Donald Young Sur (1 February 1935 – 24 May 1999) was a Korean American composer and musicologist. Although he is best known for his large-scale oratorio, Slavery Documents, most of his works were composed for small chamber ensembles. Sur was born in Honolulu and moved with his family to Los Angeles after World War II. He studied at the University of California and Princeton before spending four years in Korea researching ancient Korean court music. After receiving his doctorate from Harvard in 1972, he settled in Boston, Massachusetts, where many of his works were premiered and where he taught at several local universities, including Harvard, MIT, and Tufts.

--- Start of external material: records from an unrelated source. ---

//! Host environment the assembler runs inside.
//!
//! # Responsibilities
//! - Carry the host paths loaders derive directories from
//! - Resolve `@Bundle/path` resource references
//! - Seed the collaborators the host owns (storage manager, store, utilities)

use std::path::PathBuf;

use indexmap::IndexMap;
use thiserror::Error;

use crate::registry::descriptor::{Implementation, ServiceDescriptor};
use crate::registry::id::ServiceId;
use crate::registry::services::{RegistryError, ServiceRegistry};

/// A `@Bundle/...` reference named a bundle the host does not know.
#[derive(Debug, Clone, PartialEq, Eq, Error)]
#[error("Unable to find a bundle named \"{bundle}\" for resource path \"{path}\"")]
pub struct UnknownBundle {
    pub bundle: String,
    pub path: String,
}

/// Paths and bundles supplied by the host.
#[derive(Debug, Clone)]
pub struct HostEnvironment {
    /// Host cache directory; file metadata caches default beneath it.
    pub cache_dir: PathBuf,

    /// Project root; YAML definitions default beneath it.
    pub root_dir: PathBuf,

    /// Bundle name → bundle directory, for `@Bundle/path` references.
    pub bundles: IndexMap<String, PathBuf>,
}

impl Default for HostEnvironment {
    fn default() -> Self {
        Self::new("var/cache", "app")
    }
}

impl HostEnvironment {
    pub fn new(cache_dir: impl Into<PathBuf>, root_dir: impl Into<PathBuf>) -> Self {
        Self {
            cache_dir: cache_dir.into(),
            root_dir: root_dir.into(),
            bundles: IndexMap::new(),
        }
    }

    pub fn with_bundle(mut self, name: impl Into<String>, dir: impl Into<PathBuf>) -> Self {
        self.bundles.insert(name.into(), dir.into());
        self
    }

    /// Resolve a configured resource path.
    ///
    /// `@AppBundle/Resources/models` resolves against the `AppBundle`
    /// directory; any other path is returned unchanged. Backslashes in bundle
    /// references are normalized to forward slashes.
    pub fn locate_resource(&self, path: &str) -> Result<PathBuf, UnknownBundle> {
        let Some(reference) = path.strip_prefix('@') else {
            return Ok(PathBuf::from(path));
        };
        let reference = reference.replace('\\', "/");
        let (bundle, rest) = reference.split_once('/').unwrap_or((reference.as_str(), ""));

        let dir = self.bundles.get(bundle).ok_or_else(|| UnknownBundle {
            bundle: bundle.to_string(),
            path: path.to_string(),
        })?;
        if rest.is_empty() {
            return Ok(dir.clone());
        }
        Ok(dir.join(rest))
    }

    /// A registry holding the collaborators the host provides before any
    /// loader runs.
    pub fn seed_registry(&self) -> Result<ServiceRegistry, RegistryError> {
        let mut registry = ServiceRegistry::new();
        registry.define(
            ServiceId::StorageManager,
            ServiceDescriptor::new(Implementation::StorageManager),
        )?;
        registry.define(ServiceId::EntityUtility, ServiceDescriptor::new(Implementation::EntityUtility))?;
        registry.define(ServiceId::ValidatorUtility, ServiceDescriptor::new(Implementation::Validator))?;
        registry.define(
            ServiceId::Store,
            ServiceDescriptor::new(Implementation::Store)
                .reference(ServiceId::MetadataFactory)
                .reference(ServiceId::StorageManager),
        )?;
        Ok(registry)
    }
}
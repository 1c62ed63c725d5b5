//! Validated configuration tree.
//!
//! Every selectable section is a [`Selection`]: either a built-in backend with
//! its typed parameters, or the name of a caller-supplied service. Once a
//! [`ConfigurationTree`] exists, all schema rules have been checked.

use std::path::PathBuf;

use indexmap::IndexMap;
use serde_json::{Map, Value};

use crate::capability::Backend;
use crate::registry::ServiceName;

/// Exactly one of "use a built-in" or "use the caller's service".
#[derive(Debug, Clone, PartialEq)]
pub enum Selection<B> {
    BuiltIn(B),
    Service(ServiceName),
}

/// Common surface of every per-subsystem backend enum.
pub trait BuiltIn {
    /// The configured `type` value.
    fn type_name(&self) -> &'static str;

    /// The optional backend this built-in depends on, if any.
    fn capability(&self) -> Option<Backend>;
}

/// API adapter backends.
#[derive(Debug, Clone, PartialEq)]
pub enum AdapterBackend {
    JsonApiOrg,
}

impl BuiltIn for AdapterBackend {
    fn type_name(&self) -> &'static str {
        match self {
            AdapterBackend::JsonApiOrg => "jsonapiorg",
        }
    }

    fn capability(&self) -> Option<Backend> {
        match self {
            AdapterBackend::JsonApiOrg => Some(Backend::JsonApiAdapter),
        }
    }
}

/// Metadata driver backends.
#[derive(Debug, Clone, PartialEq)]
pub enum DriverBackend {
    /// YAML definition files; directories are raw configured values and may
    /// be `@Bundle/...` references.
    Yml {
        model_dir: Option<String>,
        mixin_dir: Option<String>,
    },
}

impl BuiltIn for DriverBackend {
    fn type_name(&self) -> &'static str {
        match self {
            DriverBackend::Yml { .. } => "yml",
        }
    }

    fn capability(&self) -> Option<Backend> {
        None
    }
}

/// Metadata cache backends.
#[derive(Debug, Clone, PartialEq)]
pub enum CacheBackend {
    File { dir: Option<PathBuf> },
    BinaryFile { dir: Option<PathBuf> },
    Redis { handler: ServiceName },
}

impl BuiltIn for CacheBackend {
    fn type_name(&self) -> &'static str {
        match self {
            CacheBackend::File { .. } => "file",
            CacheBackend::BinaryFile { .. } => "binary_file",
            CacheBackend::Redis { .. } => "redis",
        }
    }

    fn capability(&self) -> Option<Backend> {
        match self {
            CacheBackend::Redis { .. } => Some(Backend::RedisCache),
            CacheBackend::File { .. } | CacheBackend::BinaryFile { .. } => None,
        }
    }
}

/// Persister backends.
#[derive(Debug, Clone, PartialEq)]
pub enum PersisterBackend {
    MongoDb {
        host: String,
        options: Map<String, Value>,
    },
}

impl BuiltIn for PersisterBackend {
    fn type_name(&self) -> &'static str {
        match self {
            PersisterBackend::MongoDb { .. } => "mongodb",
        }
    }

    fn capability(&self) -> Option<Backend> {
        match self {
            PersisterBackend::MongoDb { .. } => Some(Backend::MongoDbPersister),
        }
    }
}

/// Search client backends.
#[derive(Debug, Clone, PartialEq)]
pub enum SearchBackend {
    Elastic,
}

impl BuiltIn for SearchBackend {
    fn type_name(&self) -> &'static str {
        match self {
            SearchBackend::Elastic => "elastic",
        }
    }

    fn capability(&self) -> Option<Backend> {
        match self {
            SearchBackend::Elastic => Some(Backend::ElasticSearchClient),
        }
    }
}

/// `metadata.cache`: disabled sections carry no selection at all.
#[derive(Debug, Clone, PartialEq)]
pub enum CacheSection {
    Disabled,
    Enabled(Selection<CacheBackend>),
}

impl CacheSection {
    pub fn is_enabled(&self) -> bool {
        matches!(self, CacheSection::Enabled(_))
    }
}

#[derive(Debug, Clone, PartialEq)]
pub struct MetadataSection {
    /// Configured drivers, in configuration order.
    pub drivers: IndexMap<String, Selection<DriverBackend>>,
    pub cache: CacheSection,
}

#[derive(Debug, Clone, PartialEq)]
pub struct RestSection {
    /// Root endpoint with leading/trailing `/` removed.
    pub root_endpoint: String,
}

/// Normalized, validated configuration. Immutable once built.
#[derive(Debug, Clone, PartialEq)]
pub struct ConfigurationTree {
    pub adapter: Selection<AdapterBackend>,
    pub metadata: MetadataSection,
    pub persisters: IndexMap<String, Selection<PersisterBackend>>,
    pub rest: RestSection,
    pub search_clients: IndexMap<String, Selection<SearchBackend>>,
}
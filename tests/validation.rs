//! Schema validation through the public API.

use modlr_bootstrap::config::{CacheSection, Selection, ValidationErrorKind};
use modlr_bootstrap::registry::ServiceName;
use modlr_bootstrap::{load_config, Backend, Capabilities, ConfigError};
use serde_json::{json, Value};

mod common;

fn with(section: &str, value: Value) -> Value {
    let mut config = common::minimal_config();
    config[section] = value;
    config
}

#[test]
fn test_selectors_are_exclusive_in_keyed_sections() {
    for section in ["persisters", "search_clients"] {
        let both = with(section, json!({ "x": { "type": "elastic", "service": "svc" } }));
        let err = common::validate(both, &Capabilities::all()).unwrap_err();
        assert_eq!(err.kind, ValidationErrorKind::ConflictingSelector);
        assert_eq!(err.path, format!("modlr.{section}.x"));

        let neither = with(section, json!({ "x": { "parameters": { "host": "h" } } }));
        let err = common::validate(neither, &Capabilities::all()).unwrap_err();
        assert_eq!(err.kind, ValidationErrorKind::MissingSelector);
    }
}

#[test]
fn test_first_violation_wins() {
    let config = json!({
        "adapter": { "type": "jsonapiorg", "service": "dup" },
        "persisters": { "main": {} },
        "search_clients": {},
    });
    let err = common::validate(config, &Capabilities::all()).unwrap_err();
    assert_eq!(err.path, "modlr.adapter");
}

#[test]
fn test_redis_handler_requirement() {
    let missing = with("metadata", json!({ "cache": { "type": "redis", "parameters": {} } }));
    let err = common::validate(missing, &Capabilities::all()).unwrap_err();
    assert_eq!(err.kind, ValidationErrorKind::MissingRequiredParameter);

    let present = with("metadata", json!({ "cache": { "type": "redis", "parameters": { "handler": "redis" } } }));
    assert!(common::validate(present, &Capabilities::all()).is_ok());
}

#[test]
fn test_custom_service_bypasses_backend_checks() {
    let mut config = with("persisters", json!({ "main": { "service": "@my_custom_persister" } }));
    config["adapter"] = json!({ "service": "@app.adapter" });
    let result = common::validate(config, &Capabilities::none());
    if let Err(err) = &result {
        assert_ne!(err.kind, ValidationErrorKind::BackendUnavailable, "{err:?}");
    }
    let tree = result.unwrap();
    assert_eq!(
        tree.persisters["main"],
        Selection::Service(ServiceName::clean("my_custom_persister"))
    );
}

#[test]
fn test_without_backend_rejects_builtin() {
    let mut caps = Capabilities::detect();
    caps.unregister(Backend::JsonApiAdapter);
    let err = common::validate(common::minimal_config(), &caps).unwrap_err();
    assert_eq!(err.kind, ValidationErrorKind::BackendUnavailable);
    assert_eq!(err.path, "modlr.adapter.type");
}

#[test]
fn test_toml_file_with_cache_toggle() {
    let dir = tempfile::tempdir().unwrap();
    let path = common::write_config(
        dir.path(),
        "modlr.toml",
        r#"
            [adapter]
            type = "jsonapiorg"

            [metadata]
            cache = false

            [rest]
            root_endpoint = "/modlr/api/"

            [persisters]
            [search_clients]
        "#,
    );

    let tree = load_config(&path, &Capabilities::all()).unwrap();
    assert_eq!(tree.metadata.cache, CacheSection::Disabled);
    assert_eq!(tree.rest.root_endpoint, "modlr/api");
}

#[test]
fn test_json_file_validation_error_carries_path() {
    let dir = tempfile::tempdir().unwrap();
    let path = common::write_config(
        dir.path(),
        "modlr.json",
        r#"{ "adapter": { "type": "jsonapiorg" }, "persisters": { "main": { "type": "mongodb" } }, "search_clients": {} }"#,
    );

    match load_config(&path, &Capabilities::all()) {
        Err(ConfigError::Validation(err)) => {
            assert_eq!(err.kind, ValidationErrorKind::MissingRequiredParameter);
            assert_eq!(err.path, "modlr.persisters.main.parameters.host");
        }
        other => panic!("expected validation error, got {other:?}"),
    }
}

#[test]
fn test_unsupported_extension() {
    let dir = tempfile::tempdir().unwrap();
    let path = common::write_config(dir.path(), "modlr.yml", "adapter: {}");
    assert!(matches!(
        load_config(&path, &Capabilities::all()),
        Err(ConfigError::UnsupportedFormat(_))
    ));
}
//! Structured logging.
//!
//! # Responsibilities
//! - Install the global `tracing` subscriber for the binary
//! - Honour `RUST_LOG`, falling back to a crate-level default
//!
//! # Design Decisions
//! - The library only emits events; installing a subscriber is the binary's call
//! - Verbosity flags raise the fallback level, `RUST_LOG` still wins

use tracing_subscriber::{layer::SubscriberExt, util::SubscriberInitExt, EnvFilter};

/// Filter used when `RUST_LOG` is unset.
pub fn default_filter(verbose: u8) -> String {
    let level = match verbose {
        0 => "info",
        1 => "debug",
        _ => "trace",
    };
    format!("modlr_bootstrap={level}")
}

/// Initialize the global subscriber. Logs go to stderr so command output
/// on stdout stays machine-readable.
pub fn init(verbose: u8) {
    tracing_subscriber::registry()
        .with(EnvFilter::try_from_default_env().unwrap_or_else(|_| default_filter(verbose).into()))
        .with(tracing_subscriber::fmt::layer().with_writer(std::io::stderr))
        .init();
}
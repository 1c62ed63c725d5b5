//! Configuration subsystem.
//!
//! # Data Flow
//! ```text
//! config file (TOML/JSON) or serde_json::Value
//!     → loader.rs (parse)
//!     → schema.rs (RawConfig, unknown keys rejected)
//!     → validation.rs (selector, type, parameter and backend rules)
//!     → tree.rs (ConfigurationTree, validated, immutable)
//!     → lifecycle pipeline
//!
//! On change (CLI `watch`):
//!     watcher.rs detects change
//!     → loader.rs loads and validates again
//!     → valid trees are sent over a channel
//! ```
//!
//! # Design Decisions
//! - A tree is immutable once validated; changes require a full reload
//! - Sections with defaults may be omitted from the input entirely
//! - Validation separates syntactic (serde) from semantic checks

pub mod loader;
pub mod schema;
pub mod tree;
pub mod validation;
pub mod watcher;

pub use loader::{load_config, ConfigError};
pub use schema::RawConfig;
pub use tree::{
    AdapterBackend, BuiltIn, CacheBackend, CacheSection, ConfigurationTree, DriverBackend,
    MetadataSection, PersisterBackend, RestSection, SearchBackend, Selection,
};
pub use validation::{validate_config, ValidationError, ValidationErrorKind};
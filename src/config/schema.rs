//! Raw configuration schema.
//!
//! This module defines the shape of the user-supplied configuration exactly
//! as written. Nothing here is validated beyond what serde enforces (known
//! keys, value shapes); see `validation.rs` for the semantic rules.

use std::fmt;

use indexmap::IndexMap;
use serde::de::{self, MapAccess, Visitor};
use serde::{Deserialize, Deserializer};
use serde_json::Value;

/// Free-form `parameters` mapping of a selectable section.
pub type Parameters = IndexMap<String, Value>;

/// Root of the user-supplied configuration.
#[derive(Debug, Clone, Default, Deserialize)]
#[serde(deny_unknown_fields)]
pub struct RawConfig {
    /// API adapter selection (required).
    #[serde(default)]
    pub adapter: Option<RawSelector>,

    /// Metadata drivers and cache.
    #[serde(default)]
    pub metadata: RawMetadata,

    /// Persisters keyed by caller-chosen name (required, may be empty).
    #[serde(default)]
    pub persisters: Option<IndexMap<String, RawSelector>>,

    /// REST settings.
    #[serde(default)]
    pub rest: RawRest,

    /// Search clients keyed by caller-chosen name (required, may be empty).
    #[serde(default)]
    pub search_clients: Option<IndexMap<String, RawSelector>>,
}

impl RawConfig {
    /// Deserialize from an already-parsed JSON value.
    pub fn from_value(value: Value) -> Result<Self, serde_json::Error> {
        serde_json::from_value(value)
    }
}

/// A section choosing between a built-in `type` and a custom `service`.
#[derive(Debug, Clone, Default, Deserialize)]
#[serde(deny_unknown_fields)]
pub struct RawSelector {
    /// `None` when the key is absent, `Some(None)` for an explicit `null`.
    #[serde(rename = "type", default, deserialize_with = "explicit")]
    pub kind: Option<Option<String>>,

    #[serde(default)]
    pub service: Option<String>,

    #[serde(default)]
    pub parameters: Parameters,
}

/// The `metadata` section.
#[derive(Debug, Clone, Default, Deserialize)]
#[serde(deny_unknown_fields)]
pub struct RawMetadata {
    /// Drivers keyed by name; absent means a single `default` YAML driver.
    #[serde(default)]
    pub drivers: Option<IndexMap<String, RawSelector>>,

    #[serde(default)]
    pub cache: RawCacheSetting,
}

/// `metadata.cache` as a toggle (`cache = false`) or a full mapping.
#[derive(Debug, Clone)]
pub enum RawCacheSetting {
    Toggle(bool),
    Section(RawCache),
}

impl<'de> Deserialize<'de> for RawCacheSetting {
    fn deserialize<D: Deserializer<'de>>(deserializer: D) -> Result<Self, D::Error> {
        struct SettingVisitor;

        impl<'de> Visitor<'de> for SettingVisitor {
            type Value = RawCacheSetting;

            fn expecting(&self, f: &mut fmt::Formatter<'_>) -> fmt::Result {
                f.write_str("a boolean or a cache mapping")
            }

            fn visit_bool<E: de::Error>(self, enabled: bool) -> Result<Self::Value, E> {
                Ok(RawCacheSetting::Toggle(enabled))
            }

            // Errors inside the mapping (unknown key, wrong value type) surface as-is.
            fn visit_map<A: MapAccess<'de>>(self, map: A) -> Result<Self::Value, A::Error> {
                RawCache::deserialize(de::value::MapAccessDeserializer::new(map))
                    .map(RawCacheSetting::Section)
            }
        }

        deserializer.deserialize_any(SettingVisitor)
    }
}

impl Default for RawCacheSetting {
    fn default() -> Self {
        RawCacheSetting::Section(RawCache::default())
    }
}

/// Full `metadata.cache` mapping.
#[derive(Debug, Clone, Default, Deserialize)]
#[serde(deny_unknown_fields)]
pub struct RawCache {
    /// Defaults to enabled.
    #[serde(default)]
    pub enabled: Option<bool>,

    #[serde(rename = "type", default, deserialize_with = "explicit")]
    pub kind: Option<Option<String>>,

    #[serde(default)]
    pub service: Option<String>,

    #[serde(default)]
    pub parameters: Parameters,
}

/// The `rest` section.
#[derive(Debug, Clone, Default, Deserialize)]
#[serde(deny_unknown_fields)]
pub struct RawRest {
    #[serde(default)]
    pub root_endpoint: Option<String>,
}

/// Keep an explicit `null` distinguishable from an absent key.
fn explicit<'de, D, T>(deserializer: D) -> Result<Option<Option<T>>, D::Error>
where
    D: Deserializer<'de>,
    T: Deserialize<'de>,
{
    Option::<T>::deserialize(deserializer).map(Some)
}
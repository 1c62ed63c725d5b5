//! modlr-bootstrap CLI.
//!
//! ```text
//! modlr-bootstrap check modlr.toml
//! modlr-bootstrap --root-dir app --bundle AppBundle=src/AppBundle assemble modlr.toml --create-dirs
//! modlr-bootstrap --without mongodb watch modlr.toml
//! ```

use std::path::{Path, PathBuf};

use clap::{ArgAction, Parser, Subcommand};

use modlr_bootstrap::config::watcher::ConfigWatcher;
use modlr_bootstrap::config::ConfigurationTree;
use modlr_bootstrap::observability::logging;
use modlr_bootstrap::{
    assemble, bootstrap, load_config, Backend, Capabilities, HostEnvironment, LoadContext,
    ServiceRegistry,
};

#[derive(Parser)]
#[command(name = "modlr-bootstrap")]
#[command(about = "Validate modlr configuration and assemble its service registry", long_about = None)]
struct Cli {
    /// Host cache directory
    #[arg(long, global = true, default_value = "var/cache")]
    cache_dir: PathBuf,

    /// Project root directory
    #[arg(long, global = true, default_value = "app")]
    root_dir: PathBuf,

    /// Bundle directory for @Bundle/... paths (repeatable)
    #[arg(long = "bundle", global = true, value_name = "NAME=DIR", value_parser = parse_bundle)]
    bundles: Vec<(String, PathBuf)>,

    /// Treat an optional backend as not installed (repeatable)
    #[arg(long = "without", global = true, value_name = "BACKEND")]
    without: Vec<Backend>,

    /// Raise log verbosity (-v debug, -vv trace)
    #[arg(short, long, global = true, action = ArgAction::Count)]
    verbose: u8,

    #[command(subcommand)]
    command: Commands,
}

#[derive(Subcommand)]
enum Commands {
    /// Validate a configuration file
    Check { config: PathBuf },
    /// Validate and assemble, printing the registry as JSON
    Assemble {
        config: PathBuf,
        /// Also create the directories the registry records
        #[arg(long)]
        create_dirs: bool,
    },
    /// Re-validate and re-assemble whenever the file changes
    Watch { config: PathBuf },
}

fn main() -> Result<(), Box<dyn std::error::Error>> {
    let cli = Cli::parse();
    logging::init(cli.verbose);

    let host = cli
        .bundles
        .iter()
        .fold(HostEnvironment::new(&cli.cache_dir, &cli.root_dir), |host, (name, dir)| {
            host.with_bundle(name.clone(), dir.clone())
        });
    let mut capabilities = Capabilities::detect();
    for backend in &cli.without {
        capabilities.unregister(*backend);
    }

    match cli.command {
        Commands::Check { config } => {
            let tree = load_config(&config, &capabilities)?;
            println!(
                "{}: OK ({} driver(s), {} persister(s), {} search client(s), cache {})",
                config.display(),
                tree.metadata.drivers.len(),
                tree.persisters.len(),
                tree.search_clients.len(),
                if tree.metadata.cache.is_enabled() { "enabled" } else { "disabled" },
            );
        }
        Commands::Assemble { config, create_dirs } => {
            let registry = if create_dirs {
                bootstrap(&config, &host, &capabilities)?
            } else {
                let tree = load_config(&config, &capabilities)?;
                build(&tree, &host, &capabilities)?
            };
            println!("{}", serde_json::to_string_pretty(&registry)?);
        }
        Commands::Watch { config } => watch(&config, &host, capabilities)?,
    }

    Ok(())
}

fn build(
    tree: &ConfigurationTree,
    host: &HostEnvironment,
    capabilities: &Capabilities,
) -> Result<ServiceRegistry, Box<dyn std::error::Error>> {
    let registry = host.seed_registry()?;
    Ok(assemble(tree, LoadContext::new(host, capabilities), registry)?)
}

fn watch(
    config: &Path,
    host: &HostEnvironment,
    capabilities: Capabilities,
) -> Result<(), Box<dyn std::error::Error>> {
    match load_config(config, &capabilities) {
        Ok(tree) => report(&tree, host, &capabilities),
        Err(e) => tracing::error!("Configuration rejected: {}", e),
    }

    let (watcher, updates) = ConfigWatcher::new(config, capabilities.clone());
    let _watcher = watcher.run()?;

    for tree in updates {
        report(&tree, host, &capabilities);
    }
    Ok(())
}

fn report(tree: &ConfigurationTree, host: &HostEnvironment, capabilities: &Capabilities) {
    match build(tree, host, capabilities) {
        Ok(registry) => tracing::info!(services = registry.len(), "Configuration assembles cleanly"),
        Err(e) => tracing::error!("Assembly failed: {}", e),
    }
}

fn parse_bundle(raw: &str) -> Result<(String, PathBuf), String> {
    match raw.split_once('=') {
        Some((name, dir)) if !name.is_empty() && !dir.is_empty() => {
            Ok((name.to_string(), PathBuf::from(dir)))
        }
        _ => Err(format!("expected NAME=DIR, got \"{raw}\"")),
    }
}
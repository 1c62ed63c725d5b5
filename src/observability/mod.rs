//! Observability subsystem.
//!
//! # Data Flow
//! ```text
//! validation, registry, pipeline
//!     → tracing events and per-stage spans
//!     → metrics.rs (counters, gauge, histogram)
//!
//! Consumers:
//!     → logging.rs subscriber (binary only, stderr)
//!     → whatever metrics recorder the host installs
//! ```
//!
//! # Design Decisions
//! - Every registered service is logged at debug level
//! - Each loader stage runs inside its own span

pub mod logging;
pub mod metrics;
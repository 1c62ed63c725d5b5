//! Directory creation pass.
//!
//! Loaders only record the directories they derive. This pass runs once
//! after assembly and creates whatever is missing.

use std::fs;
use std::path::PathBuf;

use thiserror::Error;

use crate::registry::ServiceRegistry;

#[derive(Debug, Error)]
#[error("failed to create directory {path} ({key}): {source}")]
pub struct DirectoryError {
    pub key: String,
    pub path: PathBuf,
    #[source]
    pub source: std::io::Error,
}

/// Create every recorded directory that does not exist yet, parents
/// included. Existing directories are skipped. Returns how many were created.
pub fn create_directories(registry: &ServiceRegistry) -> Result<usize, DirectoryError> {
    let mut created = 0;
    for (key, path) in registry.directories() {
        if path.is_dir() {
            tracing::debug!(key, path = %path.display(), "Directory exists");
            continue;
        }
        fs::create_dir_all(path).map_err(|source| DirectoryError {
            key: key.to_string(),
            path: path.to_path_buf(),
            source,
        })?;
        tracing::info!(key, path = %path.display(), "Directory created");
        created += 1;
    }
    Ok(created)
}

#[cfg(test)]
mod tests {
    use super::*;

    #[test]
    fn test_creates_missing_and_is_idempotent() {
        let root = tempfile::tempdir().unwrap();
        let mut registry = ServiceRegistry::new();
        registry.add_directory("metadata_cache_dir", root.path().join("cache/modlr"));
        registry.add_directory("models", root.path().join("models"));

        assert_eq!(create_directories(&registry).unwrap(), 2);
        assert!(root.path().join("cache/modlr").is_dir());
        assert_eq!(create_directories(&registry).unwrap(), 0);
    }

    #[test]
    fn test_file_in_the_way_is_an_error() {
        let root = tempfile::tempdir().unwrap();
        let blocker = root.path().join("blocker");
        fs::write(&blocker, b"").unwrap();

        let mut registry = ServiceRegistry::new();
        registry.add_directory("models", blocker.join("models"));

        let err = create_directories(&registry).unwrap_err();
        assert_eq!(err.key, "models");
    }
}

Donald Sur was born in Honolulu in 1935 to parents of Korean descent. His paternal grandfather had emigrated to Hawaii in 1903 to work in the sugarcane plantations. His mother was a Korean picture bride. The first instrument he learned to play as a child was the ukulele; the second was the mandolin, which remained his favorite instrument throughout his life and figures in several of his scores. Sur's family moved to the mainland United States in 1951 and eventually settled in Los Angeles. He studied ethnomusicology for a year at UCLA as an undergraduate before transferring to Berkeley and studying with Andrew Imbrie, Seymour Shifrin, and Colin McPhee, who taught him Balinese composition techniques. Following post-graduate work at Princeton with Roger Sessions and Earl Kim, he spent four years in Korea (1964–68) doing research on Korean court music. On his return from Korea, he continued his post-graduate studies at Harvard University where he received a PhD in composition in 1972 with The Sleepwalker's Ballad, "an accompanied recitative for soprano and chamber ensemble".